━━━ RECORDS TO USE
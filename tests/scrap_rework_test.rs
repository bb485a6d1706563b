// ==========================================
// 报废 / 返工集成测试
// ==========================================


use test_helpers::seed_facility;
use trackii_wip::api::error::ErrorKind;
use trackii_wip::api::scanner_api::{
    ReworkRequest, ScrapRequest, MSG_REWORK_CLOSED_ORDER, MSG_REWORK_CLOSED_WIP, MSG_REWORK_HOLD,
    MSG_REWORK_RELEASED, MSG_SCRAPPED, MSG_SCRAP_FINISHED, MSG_WIP_NOT_FOUND, MSG_WIP_ON_REWORK,
    MSG_WORK_ORDER_CANCELLED, MSG_WORK_ORDER_NOT_FOUND,
};
use trackii_wip::domain::ScanType;
use trackii_wip::{ApiError, WipStatus, WorkOrderStatus};

// ==========================================
// 报废
// ==========================================

#[test]
fn test_scrap_with_wip_cancels_order_and_scraps_wip() {
    let f = seed_facility();
    let wo = f.create_work_order("WO-SCRAP");
    f.scan("WO-SCRAP", f.dev_a, 10).unwrap();
    let second = f.scan("WO-SCRAP", f.dev_b, 10).unwrap();

    let response = f.scrap("WO-SCRAP", f.dev_b).unwrap();
    assert_eq!(response.message, MSG_SCRAPPED);
    assert_eq!(response.work_order_id, wo.work_order_id);
    assert_eq!(response.wip_item_id, Some(second.wip_item_id));

    assert_eq!(
        f.find_work_order("WO-SCRAP").unwrap().status,
        WorkOrderStatus::Cancelled
    );
    let wip = f.wip_repo().find_by_id(second.wip_item_id).unwrap().unwrap();
    assert_eq!(wip.status, WipStatus::Scrapped);

    // ERROR 事件记录在当前工序
    let events = f.ledger_repo().list_scan_events(wip.wip_item_id).unwrap();
    let last = events.last().unwrap();
    assert_eq!(last.scan_type, ScanType::Error);
    assert_eq!(last.route_step_id, f.step(2).route_step_id);

    // 报废后登记被拒绝
    let err = f.scan("WO-SCRAP", f.dev_c, 10).unwrap_err();
    assert_eq!(err.kind(), ErrorKind::StateConflict);
    assert_eq!(err.reason(), MSG_WORK_ORDER_CANCELLED);
}

#[test]
fn test_scrap_without_wip_only_cancels_order() {
    let f = seed_facility();
    f.create_work_order("WO-EARLY");

    let response = f.scrap("WO-EARLY", f.dev_warehouse).unwrap();
    assert_eq!(response.wip_item_id, None);
    assert_eq!(
        f.find_work_order("WO-EARLY").unwrap().status,
        WorkOrderStatus::Cancelled
    );
    assert_eq!(f.count("SELECT COUNT(*) FROM scan_event"), 0);
}

#[test]
fn test_scrap_rejects_terminal_orders() {
    let f = seed_facility();
    f.create_work_order("WO-DONE");
    f.scan("WO-DONE", f.dev_a, 10).unwrap();
    f.scan("WO-DONE", f.dev_b, 10).unwrap();
    f.scan("WO-DONE", f.dev_c, 10).unwrap();

    let err = f.scrap("WO-DONE", f.dev_c).unwrap_err();
    assert_eq!(err.kind(), ErrorKind::StateConflict);
    assert_eq!(err.reason(), MSG_SCRAP_FINISHED);

    f.create_work_order("WO-TWICE");
    f.scrap("WO-TWICE", f.dev_a).unwrap();
    let err = f.scrap("WO-TWICE", f.dev_a).unwrap_err();
    assert_eq!(err.reason(), MSG_WORK_ORDER_CANCELLED);
}

#[test]
fn test_scrap_validates_actor_and_order() {
    let f = seed_facility();
    f.create_work_order("WO-GUARD");

    let err = f
        .state
        .scanner_api
        .scrap(&ScrapRequest {
            work_order_number: "WO-GUARD".to_string(),
            user_id: f.other_user_id,
            device_id: f.dev_a,
            reason: None,
        })
        .unwrap_err();
    assert!(matches!(err, ApiError::Unauthorized(_)));
    assert_eq!(
        f.find_work_order("WO-GUARD").unwrap().status,
        WorkOrderStatus::Open
    );

    let err = f.scrap("WO-MISSING", f.dev_a).unwrap_err();
    assert_eq!(err.kind(), ErrorKind::NotFound);
    assert_eq!(err.reason(), MSG_WORK_ORDER_NOT_FOUND);

    let err = f.scrap("", f.dev_a).unwrap_err();
    assert_eq!(err.kind(), ErrorKind::Validation);
}

// ==========================================
// 返工
// ==========================================

#[test]
fn test_rework_hold_blocks_scans_until_released() {
    let f = seed_facility();
    f.create_work_order("WO-RW");
    let first = f.scan("WO-RW", f.dev_a, 30).unwrap();

    let held = f.rework("WO-RW", f.dev_a, false).unwrap();
    assert_eq!(held.message, MSG_REWORK_HOLD);
    assert_eq!(held.wip_status, WipStatus::Hold);
    assert_eq!(held.wip_item_id, first.wip_item_id);

    let err = f.scan("WO-RW", f.dev_b, 30).unwrap_err();
    assert_eq!(err.kind(), ErrorKind::StateConflict);
    assert_eq!(err.reason(), MSG_WIP_ON_REWORK);

    let released = f.rework("WO-RW", f.dev_a, true).unwrap();
    assert_eq!(released.message, MSG_REWORK_RELEASED);
    assert_eq!(released.wip_status, WipStatus::Active);

    let second = f.scan("WO-RW", f.dev_b, 30).unwrap();
    assert_eq!(second.route_step_id, f.step(2).route_step_id);

    // 每次返工各一条记录，记录设备所在站点
    let logs = f.ledger_repo().list_rework_logs(first.wip_item_id).unwrap();
    assert_eq!(logs.len(), 2);
    assert!(logs.iter().all(|l| l.location_id == f.loc_a && l.qty == 5));
    assert_eq!(logs[0].reason.as_deref(), Some("尺寸超差"));
}

#[test]
fn test_rework_requires_existing_wip() {
    let f = seed_facility();
    f.create_work_order("WO-NOWIP");

    let err = f.rework("WO-NOWIP", f.dev_a, false).unwrap_err();
    assert_eq!(err.kind(), ErrorKind::NotFound);
    assert_eq!(err.reason(), MSG_WIP_NOT_FOUND);

    let err = f.rework("WO-MISSING", f.dev_a, false).unwrap_err();
    assert_eq!(err.reason(), MSG_WORK_ORDER_NOT_FOUND);
}

#[test]
fn test_rework_rejects_closed_orders() {
    let f = seed_facility();
    f.create_work_order("WO-CLOSED");
    f.scan("WO-CLOSED", f.dev_a, 10).unwrap();
    f.scrap("WO-CLOSED", f.dev_a).unwrap();

    let err = f.rework("WO-CLOSED", f.dev_a, true).unwrap_err();
    assert_eq!(err.kind(), ErrorKind::StateConflict);
    assert_eq!(err.reason(), MSG_REWORK_CLOSED_ORDER);
    assert_eq!(f.count("SELECT COUNT(*) FROM wip_rework_log"), 0);

    // 工单仍在生产但 WIP 已结束的情况通过直接改库构造
    f.create_work_order("WO-WIPDONE");
    let first = f.scan("WO-WIPDONE", f.dev_a, 10).unwrap();
    {
        let conn = f.conn.lock().unwrap();
        conn.execute(
            "UPDATE wip_item SET status = 'FINISHED' WHERE wip_item_id = ?1",
            [first.wip_item_id],
        )
        .unwrap();
    }
    let err = f.rework("WO-WIPDONE", f.dev_a, true).unwrap_err();
    assert_eq!(err.reason(), MSG_REWORK_CLOSED_WIP);
}

#[test]
fn test_rework_validates_quantity() {
    let f = seed_facility();
    f.create_work_order("WO-RWQ");
    f.scan("WO-RWQ", f.dev_a, 10).unwrap();

    let err = f
        .state
        .scanner_api
        .rework(&ReworkRequest {
            work_order_number: "WO-RWQ".to_string(),
            quantity: 0,
            user_id: f.user_id,
            device_id: f.dev_a,
            reason: None,
            completed: false,
        })
        .unwrap_err();
    assert_eq!(err.kind(), ErrorKind::Validation);
}

// ==========================================
// 履历与查询
// ==========================================

#[test]
fn test_history_reflects_ledger() {
    let f = seed_facility();
    f.create_work_order("WO-HIST");
    f.scan("WO-HIST", f.dev_a, 10).unwrap();
    f.rework("WO-HIST", f.dev_a, false).unwrap();
    f.rework("WO-HIST", f.dev_a, true).unwrap();
    f.scan("WO-HIST", f.dev_b, 10).unwrap();
    let _ = f.scan("WO-HIST", f.dev_b, 10).unwrap_err();

    let history = f.state.scanner_api.get_work_order_history("WO-HIST").unwrap();
    assert_eq!(history.work_order.wo_number, "WO-HIST");
    assert!(history.wip_item.is_some());
    assert_eq!(history.executions.len(), 2);
    assert_eq!(history.rework_logs.len(), 2);
    let types: Vec<ScanType> = history.scan_events.iter().map(|e| e.scan_type).collect();
    assert_eq!(types, vec![ScanType::Entry, ScanType::Entry, ScanType::Error]);

    let history = {
        f.create_work_order("WO-FRESH");
        f.state.scanner_api.get_work_order_history("WO-FRESH").unwrap()
    };
    assert!(history.wip_item.is_none());
    assert!(history.executions.is_empty());

    let err = f.state.scanner_api.get_work_order_history("WO-NONE").unwrap_err();
    assert_eq!(err.kind(), ErrorKind::NotFound);
}

#[test]
fn test_lookup_part_records_unregistered_parts() {
    let f = seed_facility();

    let found = f.state.scanner_api.lookup_part(test_helpers::PART_NUMBER).unwrap();
    assert!(found.found);
    assert_eq!(found.product_id, Some(f.product_id));
    assert_eq!(found.subfamily_name.as_deref(), Some("Harness"));
    assert_eq!(found.active_route_id, Some(f.route_id));

    let missing = f.state.scanner_api.lookup_part("PN-UNKNOWN").unwrap();
    assert!(!missing.found);
    assert!(missing.message.is_some());

    let parts = f.state.catalog_repo.list_unregistered_parts(10).unwrap();
    assert_eq!(parts.len(), 1);
    assert_eq!(parts[0].part_number, "PN-UNKNOWN");
}

#[test]
fn test_active_locations_sorted_by_name() {
    let f = seed_facility();
    f.state.catalog_repo.insert_location("Closed", false).unwrap();

    let names: Vec<String> = f
        .state
        .scanner_api
        .list_active_locations()
        .unwrap()
        .into_iter()
        .map(|l| l.name)
        .collect();
    assert_eq!(names, vec!["LocA", "LocB", "LocC", "Warehouse"]);
}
━━━━━━
* TASK ITEM
Which lines above hold the string "false"? Copy every one of them.

* EXERCISE OUTPUT
    let held = f.rework("WO-RW", f.dev_a, false).unwrap();
    let err = f.rework("WO-NOWIP", f.dev_a, false).unwrap_err();
    let err = f.rework("WO-MISSING", f.dev_a, false).unwrap_err();
            completed: false,
    f.rework("WO-HIST", f.dev_a, false).unwrap();
    f.state.catalog_repo.insert_location("Closed", false).unwrap();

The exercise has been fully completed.